The Use of Kinetic and Dynamic Data in Risk Assessment of Drugs

Abstract

The risk assessment process for non-carcinogens must incorporate all available scientific information, including toxicokinetic and toxicodynamic data. The framework for exposure limit setting proposed by Renwick and the International Programme on Chemical Safety (IPCS) subdivides traditional 10X uncertainty factors (UFs) into separate partial-log default values based on kinetic and dynamic considerations and allows for incorporation of compound-specific data when available. In this investigation, an extensive literature search was conducted on nine pharmaceuticals in order to incorporate information on kinetics and dynamics to allow extrapolation across species and among susceptible humans.
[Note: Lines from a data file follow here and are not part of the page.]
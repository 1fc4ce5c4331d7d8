//! # AuthorizedApps Resource
//!
//! Read-only: `Get` lists every app provisioned from the config file. `Patch`
//! and `Update` are not offered, so the resolver refuses them with
//! `UnsupportedVerb` before this handler is ever invoked.

use async_trait::async_trait;
use command_framework::{
    CommandAttributes, CommandHandler, HandlerError, RequestContext, Resource, Verb, VerbSet,
};

use crate::config::Config;
use crate::model::{AuthorizedApp, AuthorizedAppsListResponse};
use crate::store::StoreClient;

pub const RESOURCE_NAME: &str = "AuthorizedApps";
/// The list is a singleton addressed by this id.
pub const LIST_ID: &str = "authorizedApps";
pub const KIND_TYPE: &str = "authorizedAppsListResponse";

pub struct AuthorizedAppsHandler {
    store: StoreClient<AuthorizedApp>,
    kind: String,
}

impl AuthorizedAppsHandler {
    pub fn new(store: StoreClient<AuthorizedApp>, namespace: &str) -> Self {
        Self {
            store,
            kind: format!("{namespace}#{KIND_TYPE}"),
        }
    }

    pub fn for_request(store: StoreClient<AuthorizedApp>, ctx: &RequestContext) -> Self {
        let namespace = ctx
            .settings::<Config>()
            .map(|config| config.dispatch.namespace.as_str())
            .unwrap_or(command_framework::dispatcher::DEFAULT_NAMESPACE);
        Self::new(store, namespace)
    }
}

#[async_trait]
impl CommandHandler for AuthorizedAppsHandler {
    fn verbs(&self) -> VerbSet {
        VerbSet::from([Verb::Get])
    }

    async fn get(&self, _attributes: CommandAttributes) -> Result<Resource, HandlerError> {
        let authorized_apps = self.store.list().await.map_err(HandlerError::internal)?;
        let response = AuthorizedAppsListResponse {
            id: LIST_ID.to_string(),
            kind: self.kind.clone(),
            authorized_apps,
        };
        Resource::from_serialize(&response).map_err(HandlerError::internal)
    }
}
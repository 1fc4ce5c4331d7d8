//! # Framework Errors
//!
//! This module defines the error types used throughout the dispatch core.
//! Each stage has its own enum so callers can tell *where* something went wrong:
//!
//! - [`RegistryError`]: start-up registration conflicts (fatal at boot).
//! - [`ResolveError`]: detected before a handler is invoked.
//! - [`HandlerError`]: reported by a handler while executing a verb.
//!
//! [`ErrorKind`] is the flattened form that travels inside a failure envelope.

use serde::{Deserialize, Serialize};
use std::fmt::{self, Display};

use crate::verb::Verb;

/// Errors raised while populating the handler registry.
#[derive(Debug, Clone, thiserror::Error, PartialEq, Eq)]
pub enum RegistryError {
    #[error("Resource already registered: {0}")]
    DuplicateResource(String),
    #[error("Invalid resource name: {0:?}")]
    InvalidName(String),
}

/// Errors detected while turning a request into an executable operation.
#[derive(Debug, Clone, thiserror::Error, PartialEq, Eq)]
pub enum ResolveError {
    #[error("Unknown resource: {0}")]
    UnknownResource(String),
    #[error("Invalid verb: {0:?}")]
    InvalidVerb(String),
    #[error("Resource {resource} does not support {verb}")]
    UnsupportedVerb { resource: String, verb: Verb },
    #[error("Handler for {0} panicked while being built")]
    HandlerPanicked(String),
}

impl ResolveError {
    pub fn kind(&self) -> ErrorKind {
        match self {
            ResolveError::UnknownResource(_) => ErrorKind::UnknownResource,
            ResolveError::InvalidVerb(_) => ErrorKind::InvalidVerb,
            ResolveError::UnsupportedVerb { .. } => ErrorKind::UnsupportedVerb,
            ResolveError::HandlerPanicked(_) => ErrorKind::Internal,
        }
    }
}

/// Errors a handler reports from a verb operation.
///
/// # Business vs. infrastructure
/// `Business` failures come from the handler's own rules (validation failed,
/// record missing, resource locked) and reach the caller with the handler's
/// message. Everything else is infrastructure: the caller only ever sees a
/// generic message, the detail goes to the log.
#[derive(Debug, thiserror::Error)]
pub enum HandlerError {
    #[error("{code}: {message}")]
    Business { code: String, message: String },
    #[error("Internal handler failure: {0}")]
    Internal(#[source] Box<dyn std::error::Error + Send + Sync>),
    #[error("Verb not implemented by handler: {0}")]
    NotImplemented(Verb),
}

impl HandlerError {
    /// Shorthand for a handler-reported business failure.
    pub fn business(code: impl Into<String>, message: impl Into<String>) -> Self {
        HandlerError::Business {
            code: code.into(),
            message: message.into(),
        }
    }

    pub fn internal(source: impl Into<Box<dyn std::error::Error + Send + Sync>>) -> Self {
        HandlerError::Internal(source.into())
    }

    pub fn is_business(&self) -> bool {
        matches!(self, HandlerError::Business { .. })
    }
}

/// The error discriminator carried by a failure envelope.
#[derive(Debug, Clone, Copy, PartialEq, Eq, Hash, Serialize, Deserialize)]
pub enum ErrorKind {
    UnknownResource,
    InvalidVerb,
    UnsupportedVerb,
    Business,
    Internal,
    Timeout,
}

impl ErrorKind {
    /// The HTTP status a transport would typically answer with.
    pub fn http_status(self) -> u16 {
        match self {
            ErrorKind::UnknownResource => 404,
            ErrorKind::InvalidVerb => 400,
            ErrorKind::UnsupportedVerb => 405,
            ErrorKind::Business => 422,
            ErrorKind::Internal => 500,
            ErrorKind::Timeout => 504,
        }
    }

    pub fn as_str(self) -> &'static str {
        match self {
            ErrorKind::UnknownResource => "UnknownResource",
            ErrorKind::InvalidVerb => "InvalidVerb",
            ErrorKind::UnsupportedVerb => "UnsupportedVerb",
            ErrorKind::Business => "Business",
            ErrorKind::Internal => "Internal",
            ErrorKind::Timeout => "Timeout",
        }
    }
}

impl Display for ErrorKind {
    fn fmt(&self, f: &mut fmt::Formatter<'_>) -> fmt::Result {
        f.write_str(self.as_str())
    }
}
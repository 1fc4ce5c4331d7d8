//! # Resource Names, Attributes & Representations
//!
//! The data that flows through the dispatch core is deliberately loose:
//! attributes and representations are JSON object maps, because their
//! contents belong to the individual handlers. Only two fields are part of
//! the contract, `id` and `kind`.

use serde::{Deserialize, Serialize};
use serde_json::{Map, Value};
use std::borrow::Borrow;
use std::fmt::{self, Display};

use crate::error::RegistryError;

/// Field carrying a resource's identifier.
pub const ID_FIELD: &str = "id";
/// Field carrying a resource's kind discriminator (`"<namespace>#<resourceType>"`).
pub const KIND_FIELD: &str = "kind";

/// Name of a resource type, e.g. `PersonalizedInfos`.
///
/// Always a non-empty identifier: an ASCII letter followed by letters,
/// digits or underscores.
#[derive(Debug, Clone, PartialEq, Eq, Hash, PartialOrd, Ord, Serialize)]
#[serde(transparent)]
pub struct ResourceName(String);

impl ResourceName {
    pub fn new(name: impl Into<String>) -> Result<Self, RegistryError> {
        let name = name.into();
        if Self::is_valid(&name) {
            Ok(Self(name))
        } else {
            Err(RegistryError::InvalidName(name))
        }
    }

    pub fn is_valid(name: &str) -> bool {
        let mut chars = name.chars();
        match chars.next() {
            Some(first) if first.is_ascii_alphabetic() => {
                chars.all(|c| c.is_ascii_alphanumeric() || c == '_')
            }
            _ => false,
        }
    }

    pub fn as_str(&self) -> &str {
        &self.0
    }

    /// Derives the default kind discriminator for this resource.
    ///
    /// The first letter is lower-cased and a single trailing `s` is dropped:
    /// `PersonalizedInfos` in namespace `weave` becomes `weave#personalizedInfo`.
    pub fn kind(&self, namespace: &str) -> String {
        let mut chars = self.0.chars();
        let mut singular: String = match chars.next() {
            Some(first) => first.to_ascii_lowercase().to_string() + chars.as_str(),
            None => String::new(),
        };
        if singular.len() > 1 && singular.ends_with('s') {
            singular.pop();
        }
        format!("{namespace}#{singular}")
    }
}

impl Display for ResourceName {
    fn fmt(&self, f: &mut fmt::Formatter<'_>) -> fmt::Result {
        f.write_str(&self.0)
    }
}

impl Borrow<str> for ResourceName {
    fn borrow(&self) -> &str {
        &self.0
    }
}

impl<'de> Deserialize<'de> for ResourceName {
    fn deserialize<D: serde::Deserializer<'de>>(deserializer: D) -> Result<Self, D::Error> {
        let raw = String::deserialize(deserializer)?;
        ResourceName::new(raw).map_err(serde::de::Error::custom)
    }
}

/// Operation-specific parameters supplied by the caller.
///
/// Never validated by the dispatch core; handlers interpret them.
#[derive(Debug, Clone, Default, PartialEq, Serialize, Deserialize)]
#[serde(transparent)]
pub struct CommandAttributes(Map<String, Value>);

impl CommandAttributes {
    pub fn new() -> Self {
        Self::default()
    }

    /// Builder-style insert, handy when assembling requests by hand.
    pub fn with(mut self, key: impl Into<String>, value: impl Into<Value>) -> Self {
        self.0.insert(key.into(), value.into());
        self
    }

    pub fn get(&self, key: &str) -> Option<&Value> {
        self.0.get(key)
    }

    pub fn get_str(&self, key: &str) -> Option<&str> {
        self.0.get(key).and_then(Value::as_str)
    }

    pub fn contains(&self, key: &str) -> bool {
        self.0.contains_key(key)
    }

    pub fn keys(&self) -> impl Iterator<Item = &String> {
        self.0.keys()
    }

    pub fn iter(&self) -> impl Iterator<Item = (&String, &Value)> {
        self.0.iter()
    }

    pub fn len(&self) -> usize {
        self.0.len()
    }

    pub fn is_empty(&self) -> bool {
        self.0.is_empty()
    }

    pub fn into_inner(self) -> Map<String, Value> {
        self.0
    }
}

impl From<Map<String, Value>> for CommandAttributes {
    fn from(map: Map<String, Value>) -> Self {
        Self(map)
    }
}

/// A resource representation returned by a handler.
#[derive(Debug, Clone, Default, PartialEq, Serialize, Deserialize)]
#[serde(transparent)]
pub struct Resource(Map<String, Value>);

impl Resource {
    pub fn new() -> Self {
        Self::default()
    }

    /// Serializes any `Serialize` value that renders as a JSON object.
    pub fn from_serialize<T: Serialize>(value: &T) -> Result<Self, serde_json::Error> {
        match serde_json::to_value(value)? {
            Value::Object(map) => Ok(Self(map)),
            other => Err(serde::ser::Error::custom(format!(
                "resource must serialize to an object, got {other}"
            ))),
        }
    }

    pub fn with(mut self, key: impl Into<String>, value: impl Into<Value>) -> Self {
        self.0.insert(key.into(), value.into());
        self
    }

    pub fn insert(&mut self, key: impl Into<String>, value: impl Into<Value>) -> Option<Value> {
        self.0.insert(key.into(), value.into())
    }

    pub fn get(&self, key: &str) -> Option<&Value> {
        self.0.get(key)
    }

    pub fn id(&self) -> Option<&str> {
        self.0.get(ID_FIELD).and_then(Value::as_str)
    }

    pub fn kind(&self) -> Option<&str> {
        self.0.get(KIND_FIELD).and_then(Value::as_str)
    }

    pub fn fields(&self) -> &Map<String, Value> {
        &self.0
    }

    pub fn into_inner(self) -> Map<String, Value> {
        self.0
    }
}

impl From<Map<String, Value>> for Resource {
    fn from(map: Map<String, Value>) -> Self {
        Self(map)
    }
}
//! # Weave Command Sample
//!
//! Boots a [`CommandSystem`] from a TOML file and runs a short scripted session
//! against it, printing each response envelope as JSON.
//!
//! ```bash
//! cargo run -p command-sample                     # crate's own weave.toml
//! cargo run -p command-sample -- /etc/weave.toml  # any other config
//! ```

use anyhow::Context;
use command_framework::tracing::setup_tracing;
use command_framework::{CommandAttributes, CommandRequest};
use command_sample::config::Config;
use command_sample::lifecycle::CommandSystem;
use tracing::{info, Instrument};

const DEFAULT_CONFIG: &str = concat!(env!("CARGO_MANIFEST_DIR"), "/weave.toml");

#[tokio::main]
async fn main() -> anyhow::Result<()> {
    let path = std::env::args().nth(1).unwrap_or_else(|| DEFAULT_CONFIG.to_string());
    let config = Config::load(&path).with_context(|| format!("loading config from {path}"))?;
    if config.logging.stdout {
        setup_tracing();
    }

    info!(%path, "Starting weave command sample");
    let system = CommandSystem::new(config).context("registering resource handlers")?;

    let session = [
        CommandRequest::new("PersonalizedInfos", "Get"),
        CommandRequest::new("PersonalizedInfos", "Patch").with_attributes(
            CommandAttributes::new()
                .with("id", "me")
                .with("location", "Study")
                .with("lastUseTimeMs", 12345),
        ),
        CommandRequest::new("PersonalizedInfos", "Update")
            .with_attributes(CommandAttributes::new().with("name", "Desk lamp")),
        CommandRequest::new("PersonalizedInfos", "Patch")
            .with_attributes(CommandAttributes::new().with("colour", "red")),
        CommandRequest::new("AuthorizedApps", "Get"),
        CommandRequest::new("AuthorizedApps", "Patch"),
        CommandRequest::new("Devices", "Get"),
        CommandRequest::new("PersonalizedInfos", "Delete"),
    ];

    for request in session {
        let span = tracing::info_span!("demo", resource = %request.resource, verb = %request.verb);
        let label = format!("{} {}", request.resource, request.verb);
        let envelope = system.execute(request).instrument(span).await;
        println!(
            "{label} -> {}\n{}",
            envelope.http_status(),
            serde_json::to_string_pretty(&envelope)?
        );
    }

    system.shutdown().await.context("stopping stores")?;
    info!("Application completed successfully");
    Ok(())
}
//! # Store Errors

/// Errors that can occur talking to a [`StoreActor`](super::StoreActor).
#[derive(Debug, thiserror::Error)]
pub enum StoreError {
    #[error("Store closed")]
    Closed,
    #[error("Store dropped response channel")]
    Dropped,
    #[error("Record not found: {0}")]
    NotFound(String),
    #[error("Change rejected: {0}")]
    Rejected(Box<dyn std::error::Error + Send + Sync>),
}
The drugs are diazepam, oxazepam, midazolam, buspirone, fluoxetine, venlafaxine, amlodipine, felodipine, and nifedipine. The composite factors were calculated using the highest ratio or the average ratio for appropriate parameters and default subfactor. For the drugs examined, most of the subfactors for kinetics and dynamics were less than the proposed values by Renwick and IPCS, and the composite factors were far less than 100. From this study, it was concluded that relevant compound-specific kinetic and dynamic data can reduce uncertainties associated with interspecies differences and interindividual variability.